This is an implementation of the Generalized LASSO method
for classification. Details can be found in
Roth, V. (2002), The Generalized LASSO: a wrapper approach to gene selection
for microarray data.
University of Bonn, Dep. Computer Science III,
Tech. Report IAI-TR-2002-8.
Please cite this reference if you use this program.
The user must provide a file which contains the feature values for each sample (One feature per line, see below). Standardization for zero mean and unit variance usually is a very good idea. The optimal l_1 constraint value kappa is automatically found by averaging over randomly chosen 80%/20% training/test splits of the dataset. The prediction performance of the finally selected model is estimated on the basis of new randomly chosen splits.
A demo application for microarray data (sample classification) is included.
In order to obtain nonlinear variants of the Generalized LASSO, the features may also be preprocessed by a Mercer kernel, resulting in a (N x N) input file. RBF-kernels usually work best.
Download GenLASSO-1.1.tar.gz.
Unzip/untar this file:
gunzip GenLASSO-1.1.tar.gz
tar xfv
GenLASSO.tar.
This will install the sources into
a directory called GenLASSO-1.1.
The Generalized LASSO classifier uses part of the donlp2 optimization package by P. Spellucci (to be exact the donlp2_ansi_c.tar.gz version rewritten in Ansi C by Serge Schoeffert). The latter can be downloaded from http://plato.la.asu.edu/donlp2.html. Please unzip/untar donlp2_ansi_c.tar.gz and copy donlp2.c and user_eval.c and all header-files *.h into your GenLASSO-1.1 directory before running the make program.
Edit the Makefile and eventually adjust your compiler settings.
Type make, close your eyes, stop breathing and hope for the best. If you are lucky, this should create the executable GenLASSO_C. Otherwise follow your intuition. Re-start breathing in any case. To avoid panic, however, eyes might be kept close. If nothing helps, send me an e-mail.
GenLASSO_C <file_name>, where <file_name> specifies a configuration file.
Syntax of configuration file:
1. line: <number of samples> <number of features>
-> The problem dimensions
2. line: <initial constraint value> <constraint increment> <number of
increments>
-> specifies the grid-search for the optimal l_1 constraint value kappa.
3. line: <Number of cross-validation iterations>
-> Number of training/test splits of dataset used for model selection and
assessment
4. line: <data filename>
-> Name of file containing both the class labels (first line, either 0 or 1)
and the (pre-processed) expression levels (one line per gene). See also the
example datafile golub.dat.
5. line: <annotation filename>
-> Name of file containing feature (gene) annotations, one per line, See
also example file golub_names.dat.
6. line: <reduce flag>
-> if set to one, the model is re-trained on a subset of genes, consisting
of those genes which have stability scores > 0.05 in the first run.

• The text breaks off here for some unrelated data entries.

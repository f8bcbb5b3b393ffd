// Copyright (c) AlphaVelocity.
// All rights reserved.
//
// This source code is licensed under the license found in the
// LICENSE file in the root directory of this source tree.

use clap::{value_parser, Arg, ArgAction, ArgGroup, Command};

fn json_flags(cmd: Command) -> Command {
    cmd.arg(
        Arg::new("json")
            .long("json")
            .action(ArgAction::SetTrue)
            .help("Print as pretty JSON"),
    )
    .arg(
        Arg::new("jsonl")
            .long("jsonl")
            .action(ArgAction::SetTrue)
            .conflicts_with("json")
            .help("Print as JSON lines"),
    )
}

fn today_arg() -> Arg {
    Arg::new("today")
        .long("today")
        .value_name("YYYY-MM-DD")
        .help("Evaluate as of this date instead of the local date")
}

fn bank_arg(required: bool) -> Arg {
    Arg::new("bank")
        .long("bank")
        .required(required)
        .help("Bank name")
}

/// `--id N` or `--group G`, exactly one.
fn target_args(cmd: Command) -> Command {
    cmd.arg(
        Arg::new("id")
            .long("id")
            .value_parser(value_parser!(i64))
            .help("Transaction id"),
    )
    .arg(
        Arg::new("group")
            .long("group")
            .help("Installment group id (applies to every installment)"),
    )
    .group(
        ArgGroup::new("target")
            .args(["id", "group"])
            .required(true),
    )
}

pub fn build_cli() -> Command {
    Command::new("pennywise")
        .about("Personal finance tracker: accounts, credit cards, installments and forecasts")
        .version(clap::crate_version!())
        .arg(
            Arg::new("log_level")
                .long("log-level")
                .global(true)
                .value_name("LEVEL")
                .help("error|warn|info|debug|trace (default: $PENNYWISE_LOG or warn)"),
        )
        .subcommand(Command::new("init").about("Create the database if needed"))
        .subcommand(
            Command::new("config")
                .about("Active user and display settings")
                .subcommand(Command::new("show"))
                .subcommand(
                    Command::new("set-user")
                        .arg(Arg::new("user").long("user").required(true)),
                )
                .subcommand(
                    Command::new("set-currency")
                        .arg(Arg::new("currency").long("currency").required(true)),
                ),
        )
        .subcommand(
            Command::new("account")
                .about("Bank accounts")
                .subcommand(
                    Command::new("add")
                        .arg(bank_arg(true))
                        .arg(Arg::new("balance").long("balance").help("Opening balance")),
                )
                .subcommand(json_flags(Command::new("list")))
                .subcommand(
                    Command::new("edit")
                        .arg(bank_arg(true))
                        .arg(Arg::new("new_bank").long("new-bank"))
                        .arg(Arg::new("balance").long("balance")),
                )
                .subcommand(Command::new("rm").arg(bank_arg(true))),
        )
        .subcommand(
            Command::new("card")
                .about("Credit cards")
                .subcommand(
                    Command::new("add")
                        .arg(bank_arg(true))
                        .arg(Arg::new("limit").long("limit").required(true))
                        .arg(
                            Arg::new("closing_day")
                                .long("closing-day")
                                .required(true)
                                .value_parser(value_parser!(u32).range(1..=31)),
                        )
                        .arg(
                            Arg::new("due_day")
                                .long("due-day")
                                .required(true)
                                .value_parser(value_parser!(u32).range(1..=31)),
                        ),
                )
                .subcommand(json_flags(Command::new("list")))
                .subcommand(
                    Command::new("edit")
                        .arg(bank_arg(true))
                        .arg(Arg::new("new_bank").long("new-bank"))
                        .arg(Arg::new("limit").long("limit"))
                        .arg(
                            Arg::new("closing_day")
                                .long("closing-day")
                                .value_parser(value_parser!(u32).range(1..=31)),
                        )
                        .arg(
                            Arg::new("due_day")
                                .long("due-day")
                                .value_parser(value_parser!(u32).range(1..=31)),
                        ),
                )
                .subcommand(Command::new("rm").arg(bank_arg(true)))
                .subcommand(json_flags(
                    Command::new("status")
                        .about("Limit used, open invoice and available limit")
                        .arg(bank_arg(false))
                        .arg(today_arg()),
                )),
        )
        .subcommand(
            Command::new("tx")
                .about("Transactions")
                .subcommand(
                    Command::new("add")
                        .arg(Arg::new("description").long("description").required(true))
                        .arg(Arg::new("amount").long("amount").required(true))
                        .arg(
                            Arg::new("type")
                                .long("type")
                                .required(true)
                                .help("income|expense"),
                        )
                        .arg(
                            Arg::new("date")
                                .long("date")
                                .value_name("YYYY-MM-DD")
                                .help("Defaults to today"),
                        )
                        .arg(
                            Arg::new("account")
                                .long("account")
                                .help("Debit from / credit to this bank account"),
                        )
                        .arg(
                            Arg::new("card")
                                .long("card")
                                .conflicts_with("account")
                                .help("Charge this credit card"),
                        )
                        .arg(
                            Arg::new("installments")
                                .long("installments")
                                .value_parser(value_parser!(u32))
                                .requires("card")
                                .help("Split a card purchase into monthly installments"),
                        )
                        .arg(Arg::new("status").long("status").help("pending|paid")),
                )
                .subcommand(json_flags(
                    Command::new("list")
                        .arg(Arg::new("month").long("month").value_name("YYYY-MM"))
                        .arg(Arg::new("account").long("account"))
                        .arg(Arg::new("card").long("card"))
                        .arg(
                            Arg::new("grouped")
                                .long("grouped")
                                .action(ArgAction::SetTrue)
                                .help("Show installment purchases as one row"),
                        )
                        .arg(
                            Arg::new("limit")
                                .long("limit")
                                .value_parser(value_parser!(usize)),
                        ),
                ))
                .subcommand(target_args(
                    Command::new("edit")
                        .arg(Arg::new("description").long("description"))
                        .arg(Arg::new("amount").long("amount"))
                        .arg(Arg::new("date").long("date"))
                        .arg(Arg::new("type").long("type"))
                        .arg(Arg::new("status").long("status")),
                ))
                .subcommand(target_args(Command::new("rm")))
                .subcommand(target_args(
                    Command::new("pay").about("Mark as paid"),
                )),
        )
        .subcommand(
            Command::new("report")
                .about("Summaries and projections")
                .subcommand(json_flags(Command::new("summary").arg(today_arg())))
                .subcommand(json_flags(
                    Command::new("monthly").arg(
                        Arg::new("months")
                            .long("months")
                            .value_parser(value_parser!(usize)),
                    ),
                ))
                .subcommand(json_flags(
                    Command::new("forecast")
                        .arg(
                            Arg::new("month")
                                .long("month")
                                .value_name("YYYY-MM")
                                .help("Defaults to next month"),
                        )
                        .arg(today_arg()),
                ))
                .subcommand(json_flags(Command::new("account").arg(bank_arg(true)))),
        )
        .subcommand(
            Command::new("export").subcommand(
                Command::new("transactions")
                    .arg(
                        Arg::new("format")
                            .long("format")
                            .default_value("csv")
                            .help("csv|json"),
                    )
                    .arg(Arg::new("out").long("out").required(true))
                    .arg(
                        Arg::new("grouped")
                            .long("grouped")
                            .action(ArgAction::SetTrue),
                    ),
            ),
        )
        .subcommand(Command::new("doctor").about("Check stored data for integrity problems"))
}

See also the included example configuration file golub_config.dat.
Preprocessed data from (Golub et al., 1999):
Original
dataset consists of 72 samples, of which 47 are acute lymphoblastic
leukemia (ALL), and 25 samples are acute myeloid leukemia (AML). Expression
levels of 7129 genes were measured using Affymetrix high-density
oligonucleotide arrays. We preprocessed the data by firstly excluding genes
with mostly negative intensity values, and secondly by excluding genes with
max/min <2 and max-min < 1000. This leaves us with a reduced set of 1479
genes. Finally, the data were log-transformed, "squashed" through a
tanh-function (for outlier--reduction), and standardized to zero mean and
unit variance across samples. Class labels and expression values are
summarized in file golub.dat.
To run the demo application, type GenLASSO_C golub_config.dat.
Results (including stability scores and annotations) will be summarized in
the file relevant_genes.dat: model parameters, cross-validation error
(standard deviation), average number of "relevance vectors" (RVs), stability
scores and gene annotations.
Graphical output is provided by the file rg.pgm. The error rates for thresholding by different confidence levels and the fraction of samples contained in the doubt class are printed in file doubt.dat. Format per line: <threshold> <error rate> <fraction of samples in doubt class>.